◆ Assignment ◆
Would you return the entries below word for word?

(Saved entries)
╔══
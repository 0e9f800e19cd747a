//! Configuration for seqmux
//!
//! Centralized configuration with sensible defaults. The same struct drives
//! both the client connection and the responder server.

use std::time::Duration;

use crate::error::{MuxError, Result};

/// Main configuration for a seqmux client or server
#[derive(Debug, Clone)]
pub struct Config {
    // -------------------------------------------------------------------------
    // Client Configuration
    // -------------------------------------------------------------------------
    /// TCP connect timeout (milliseconds)
    pub connect_timeout_ms: u64,

    /// Default per-call timeout used by `Connection::invoke` (milliseconds)
    pub call_timeout_ms: u64,

    /// Socket write timeout (milliseconds, 0 disables)
    pub write_timeout_ms: u64,

    /// Disable Nagle's algorithm on the socket
    pub nodelay: bool,

    // -------------------------------------------------------------------------
    // Framing Configuration
    // -------------------------------------------------------------------------
    /// Size of each socket read in the reader loop (bytes)
    pub read_buffer_size: usize,

    /// Largest frame accepted or sent, counted from the total_length prefix
    pub max_frame_size: usize,

    /// Consecutive malformed frames tolerated before the connection is closed
    pub max_consecutive_protocol_errors: usize,

    // -------------------------------------------------------------------------
    // Server Configuration
    // -------------------------------------------------------------------------
    /// TCP listen address
    pub listen_addr: String,
}

impl Default for Config {
    fn default() -> Self {
        Self {
            connect_timeout_ms: 5000,
            call_timeout_ms: 5000,
            write_timeout_ms: 5000,
            nodelay: true,
            read_buffer_size: 4096,
            max_frame_size: 16 * 1024 * 1024, // 16 MB
            max_consecutive_protocol_errors: 8,
            listen_addr: "127.0.0.1:7400".to_string(),
        }
    }
}

impl Config {
    /// Create a new config builder
    pub fn builder() -> ConfigBuilder {
        ConfigBuilder::default()
    }

    pub fn connect_timeout(&self) -> Duration {
        Duration::from_millis(self.connect_timeout_ms)
    }

    pub fn call_timeout(&self) -> Duration {
        Duration::from_millis(self.call_timeout_ms)
    }

    /// Write timeout, `None` when disabled
    pub fn write_timeout(&self) -> Option<Duration> {
        (self.write_timeout_ms > 0).then(|| Duration::from_millis(self.write_timeout_ms))
    }

    /// Reject settings the reader loop cannot work with
    pub fn validate(&self) -> Result<()> {
        if self.connect_timeout_ms == 0 {
            return Err(MuxError::Config(
                "connect_timeout_ms must be greater than zero".to_string(),
            ));
        }
        // Zero would close the connection on the first malformed frame
        if self.max_consecutive_protocol_errors == 0 {
            return Err(MuxError::Config(
                "max_consecutive_protocol_errors must be at least 1".to_string(),
            ));
        }
        if self.read_buffer_size == 0 {
            return Err(MuxError::Config(
                "read_buffer_size must be greater than zero".to_string(),
            ));
        }
        // Smallest legal frame is an empty header and body: 4 + 4 + 4 bytes
        if self.max_frame_size < 12 {
            return Err(MuxError::Config(format!(
                "max_frame_size must be at least 12 bytes, got {}",
                self.max_frame_size
            )));
        }
        if self.max_frame_size > u32::MAX as usize {
            return Err(MuxError::Config(format!(
                "max_frame_size {} does not fit a u32 length prefix",
                self.max_frame_size
            )));
        }
        Ok(())
    }
}

/// Builder for Config
#[derive(Default)]
pub struct ConfigBuilder {
    config: Config,
}

impl ConfigBuilder {
    /// Set the connect timeout (in milliseconds)
    pub fn connect_timeout_ms(mut self, ms: u64) -> Self {
        self.config.connect_timeout_ms = ms;
        self
    }

    /// Set the default call timeout (in milliseconds)
    pub fn call_timeout_ms(mut self, ms: u64) -> Self {
        self.config.call_timeout_ms = ms;
        self
    }

    /// Set the write timeout (in milliseconds, 0 disables)
    pub fn write_timeout_ms(mut self, ms: u64) -> Self {
        self.config.write_timeout_ms = ms;
        self
    }

    pub fn nodelay(mut self, nodelay: bool) -> Self {
        self.config.nodelay = nodelay;
        self
    }

    /// Set the per-read buffer size (in bytes)
    pub fn read_buffer_size(mut self, size: usize) -> Self {
        self.config.read_buffer_size = size;
        self
    }

    /// Set the maximum frame size (in bytes)
    pub fn max_frame_size(mut self, size: usize) -> Self {
        self.config.max_frame_size = size;
        self
    }

    /// Set how many malformed frames in a row close the connection
    pub fn max_consecutive_protocol_errors(mut self, count: usize) -> Self {
        self.config.max_consecutive_protocol_errors = count;
        self
    }

    /// Set the TCP listen address
    pub fn listen_addr(mut self, addr: impl Into<String>) -> Self {
        self.config.listen_addr = addr.into();
        self
    }

    pub fn build(self) -> Config {
        self.config
    }
}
╚══
◆ Answer below ◆
repository 0e9f800e19cd747a
//! Configuration for seqmux
//!
//! Centralized configuration with sensible defaults. The same struct drives
//! both the client connection and the responder server.

use std::time::Duration;

use crate::error::{MuxError, Result};

/// Main configuration for a seqmux client or server
#[derive(Debug, Clone)]
pub struct Config {
    // -------------------------------------------------------------------------
    // Client Configuration
    // -------------------------------------------------------------------------
    /// TCP connect timeout (milliseconds)
    pub connect_timeout_ms: u64,

    /// Default per-call timeout used by `Connection::invoke` (milliseconds)
    pub call_timeout_ms: u64,

    /// Socket write timeout (milliseconds, 0 disables)
    pub write_timeout_ms: u64,

    /// Disable Nagle's algorithm on the socket
    pub nodelay: bool,

    // -------------------------------------------------------------------------
    // Framing Configuration
    // -------------------------------------------------------------------------
    /// Size of each socket read in the reader loop (bytes)
    pub read_buffer_size: usize,

    /// Largest frame accepted or sent, counted from the total_length prefix
    pub max_frame_size: usize,

    /// Consecutive malformed frames tolerated before the connection is closed
    pub max_consecutive_protocol_errors: usize,

    // -------------------------------------------------------------------------
    // Server Configuration
    // -------------------------------------------------------------------------
    /// TCP listen address
    pub listen_addr: String,
}

impl Default for Config {
    fn default() -> Self {
        Self {
            connect_timeout_ms: 5000,
            call_timeout_ms: 5000,
            write_timeout_ms: 5000,
            nodelay: true,
            read_buffer_size: 4096,
            max_frame_size: 16 * 1024 * 1024, // 16 MB
            max_consecutive_protocol_errors: 8,
            listen_addr: "127.0.0.1:7400".to_string(),
        }
    }
}

impl Config {
    /// Create a new config builder
    pub fn builder() -> ConfigBuilder {
        ConfigBuilder::default()
    }

    pub fn connect_timeout(&self) -> Duration {
        Duration::from_millis(self.connect_timeout_ms)
    }

    pub fn call_timeout(&self) -> Duration {
        Duration::from_millis(self.call_timeout_ms)
    }

    /// Write timeout, `None` when disabled
    pub fn write_timeout(&self) -> Option<Duration> {
        (self.write_timeout_ms > 0).then(|| Duration::from_millis(self.write_timeout_ms))
    }

    /// Reject settings the reader loop cannot work with
    pub fn validate(&self) -> Result<()> {
        if self.connect_timeout_ms == 0 {
            return Err(MuxError::Config(
                "connect_timeout_ms must be greater than zero".to_string(),
            ));
        }
        // Zero would close the connection on the first malformed frame
        if self.max_consecutive_protocol_errors == 0 {
            return Err(MuxError::Config(
                "max_consecutive_protocol_errors must be at least 1".to_string(),
            ));
        }
        if self.read_buffer_size == 0 {
            return Err(MuxError::Config(
                "read_buffer_size must be greater than zero".to_string(),
            ));
        }
        // Smallest legal frame is an empty header and body: 4 + 4 + 4 bytes
        if self.max_frame_size < 12 {
            return Err(MuxError::Config(format!(
                "max_frame_size must be at least 12 bytes, got {}",
                self.max_frame_size
            )));
        }
        if self.max_frame_size > u32::MAX as usize {
            return Err(MuxError::Config(format!(
                "max_frame_size {} does not fit a u32 length prefix",
                self.max_frame_size
            )));
        }
        Ok(())
    }
}

/// Builder for Config
#[derive(Default)]
pub struct ConfigBuilder {
    config: Config,
}

impl ConfigBuilder {
    /// Set the connect timeout (in milliseconds)
    pub fn connect_timeout_ms(mut self, ms: u64) -> Self {
        self.config.connect_timeout_ms = ms;
        self
    }

    /// Set the default call timeout (in milliseconds)
    pub fn call_timeout_ms(mut self, ms: u64) -> Self {
        self.config.call_timeout_ms = ms;
        self
    }

    /// Set the write timeout (in milliseconds, 0 disables)
    pub fn write_timeout_ms(mut self, ms: u64) -> Self {
        self.config.write_timeout_ms = ms;
        self
    }

    pub fn nodelay(mut self, nodelay: bool) -> Self {
        self.config.nodelay = nodelay;
        self
    }

    /// Set the per-read buffer size (in bytes)
    pub fn read_buffer_size(mut self, size: usize) -> Self {
        self.config.read_buffer_size = size;
        self
    }

    /// Set the maximum frame size (in bytes)
    pub fn max_frame_size(mut self, size: usize) -> Self {
        self.config.max_frame_size = size;
        self
    }

    /// Set how many malformed frames in a row close the connection
    pub fn max_consecutive_protocol_errors(mut self, count: usize) -> Self {
        self.config.max_consecutive_protocol_errors = count;
        self
    }

    /// Set the TCP listen address
    pub fn listen_addr(mut self, addr: impl Into<String>) -> Self {
        self.config.listen_addr = addr.into();
        self
    }

    pub fn build(self) -> Config {
        self.config
    }
}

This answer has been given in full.